The main disadvantage of starting a new policy is that everything your pet has been seen or given advice for will be considered a pre-existing condition by your new insurer. These conditions (or even body parts!) will usually be excluded from the policy.
Fortunately, there are exceptions to this rule, though! Some insurers don’t exclude pre-existing conditions if your pet hasn’t received treatment or advice for a certain period of time. For example if your dog had back pain 3 year ago, some insurers won’t class back pain as a pre-existing condition. Therefore, your pet will not be excluded for that.
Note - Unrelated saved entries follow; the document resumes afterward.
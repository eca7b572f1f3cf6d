//! Command handlers for the blebridge CLI

use std::sync::Arc;

use blebridge_ble::BtleplugAdapter;
use blebridge_core::StatusSnapshot;
use blebridge_runtime::BleBridgeClient;
use tokio::io::{AsyncBufReadExt, BufReader};
use tokio::sync::watch;
use tokio::time::timeout;
use tracing::{debug, info};

use crate::cli::Commands;
use crate::config::CliConfig;
use crate::console::{self, ConsoleCommand, Readiness};
use crate::error::{CliError, Result};

/// Command dispatcher for handling CLI commands
pub struct CommandDispatcher;

impl CommandDispatcher {
    /// Execute a CLI command against a freshly opened adapter
    pub async fn execute(command: Commands, config: CliConfig) -> Result<()> {
        let adapter = Arc::new(BtleplugAdapter::new(config.adapter.clone()).await?);
        let client = BleBridgeClient::spawn(adapter.clone(), config.bridge.clone()).await?;

        let outcome = match command {
            Commands::Run => Self::handle_run_command(&client).await,
            Commands::Read => Self::handle_read_command(&client, &config).await,
            Commands::Write { value } => Self::handle_write_command(&client, &config, value).await,
        };

        // Tear down whatever the command left behind before reporting
        client.shutdown().await;
        adapter.shutdown().await;
        outcome
    }

    /// Handle the interactive console
    async fn handle_run_command(client: &BleBridgeClient) -> Result<()> {
        println!("{}", console::HELP);
        println!("{}", console::paint(&client.snapshot()));

        let mut snapshots = client.subscribe();
        let mut lines = BufReader::new(tokio::io::stdin()).lines();

        loop {
            tokio::select! {
                line = lines.next_line() => {
                    let Some(line) = line? else {
                        debug!("Console input closed");
                        break;
                    };
                    match console::parse_line(&line) {
                        Ok(Some(ConsoleCommand::Quit)) => break,
                        Ok(Some(command)) => Self::handle_console_command(client, command).await,
                        Ok(None) => {}
                        Err(e) => println!("{}", e),
                    }
                }
                changed = snapshots.changed() => {
                    if changed.is_err() {
                        return Err(CliError::OperationFailed("Bridge task has stopped".to_string()));
                    }
                    println!("{}", console::paint(&snapshots.borrow_and_update()));
                }
                _ = tokio::signal::ctrl_c() => {
                    info!("Interrupted, disconnecting");
                    break;
                }
            }
        }

        Ok(())
    }

    async fn handle_console_command(client: &BleBridgeClient, command: ConsoleCommand) {
        match command {
            ConsoleCommand::Scan => client.start_scan().await,
            ConsoleCommand::Read => client.read_value().await,
            ConsoleCommand::Write(text) => client.write_value(text).await,
            ConsoleCommand::Input(text) => client.set_input(text).await,
            ConsoleCommand::Send => client.write_input().await,
            ConsoleCommand::Disconnect => client.disconnect().await,
            ConsoleCommand::Status => println!("{}", console::paint(&client.snapshot())),
            ConsoleCommand::Help => println!("{}", console::HELP),
            ConsoleCommand::Quit => {}
        }
    }

    /// Handle the one-shot read command
    async fn handle_read_command(client: &BleBridgeClient, config: &CliConfig) -> Result<()> {
        let mut snapshots = Self::connect(client, config).await?;

        client.read_value().await;
        let snapshot = Self::settle(&mut snapshots, console::read_outcome).await?;
        Self::report(&snapshot, console::read_outcome(&snapshot))
    }

    /// Handle the one-shot write command
    async fn handle_write_command(
        client: &BleBridgeClient,
        config: &CliConfig,
        value: String,
    ) -> Result<()> {
        let mut snapshots = Self::connect(client, config).await?;

        client.write_value(value).await;
        let snapshot = Self::settle(&mut snapshots, console::write_outcome).await?;
        Self::report(&snapshot, console::write_outcome(&snapshot))
    }

    /// Scan and wait until the characteristic is usable
    async fn connect(
        client: &BleBridgeClient,
        config: &CliConfig,
    ) -> Result<watch::Receiver<StatusSnapshot>> {
        let mut snapshots = client.subscribe();
        client.start_scan().await;

        let mut scanned = false;
        let waited = timeout(config.ready_timeout, async {
            loop {
                let readiness = {
                    let snapshot = snapshots.borrow_and_update();
                    scanned |= snapshot.state.is_active();
                    console::readiness(&snapshot, scanned)
                };
                match readiness {
                    Readiness::Ready => return Ok(()),
                    Readiness::Failed(status) => return Err(CliError::OperationFailed(status)),
                    Readiness::Pending => {}
                }
                if snapshots.changed().await.is_err() {
                    return Err(CliError::OperationFailed(
                        "Bridge task has stopped".to_string(),
                    ));
                }
            }
        })
        .await;

        match waited {
            Ok(result) => result.map(|()| snapshots),
            Err(_) => Err(CliError::ReadyTimeout),
        }
    }

    /// Wait for the status line to settle on an outcome
    async fn settle<F>(
        snapshots: &mut watch::Receiver<StatusSnapshot>,
        outcome: F,
    ) -> Result<StatusSnapshot>
    where
        F: Fn(&StatusSnapshot) -> Option<std::result::Result<String, String>>,
    {
        let snapshot = snapshots
            .wait_for(|snapshot| outcome(snapshot).is_some())
            .await
            .map_err(|_| CliError::OperationFailed("Bridge task has stopped".to_string()))?;
        Ok(snapshot.clone())
    }

    fn report(
        snapshot: &StatusSnapshot,
        outcome: Option<std::result::Result<String, String>>,
    ) -> Result<()> {
        println!("{}", console::paint(snapshot));
        match outcome {
            Some(Ok(_)) | None => Ok(()),
            Some(Err(status)) => Err(CliError::OperationFailed(status)),
        }
    }
}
Furthermore, there is a circumstance where this concern may not apply. If your current insurance is a maximum benefit policy or time-limited policy and you have achieved your limit on your pet’s pre-existing conditions, you are not covered for them anymore. And, for this reason, changing insurance won’t make a difference for those conditions. You may get a better deal for the conditions your pet is still insured for (the ones that haven’t happened yet!). For example, if your dog had stifle surgery but is otherwise healthy and you can’t claim for stifle problems anymore because you have reached your limit, then changing insurance means your dog will be excluded for stifle problems anyway; but you may find a better deal for when other medical problems arise.
On the other hand, if you have a lifelong cover and your pet has had health problems in the past, even if a different policy offers a better deal you need to consider whether the advantages of the new policy outweigh the loss of cover for those conditions over time.
What’s the verdict?
If your pet has never had a medical condition or illness in the past you shouldn’t have any concerns changing policy and/or insurer. It is almost always beneficial changing if you find a better deal.
Equally, if your insurance is time-limited or you reached the maximum you can claim for a certain condition, that condition will be classed as pre-existing by your new insurer. However your pet won’t be covered for that condition anymore anyway. So it may be worth it to switch to a better deal or to a lifetime cover. At least your pet will have a better cover for everything else that hasn’t happened yet.
However, if your pet has had previous conditions and you have lifetime cover, you need to consider carefully whether the benefits of a new policy outweigh the disadvantage of having those conditions excluded. Especially if your pet has got chronic conditions like allergies, diabetes or kidney disease, that need lifelong treatment and monitoring.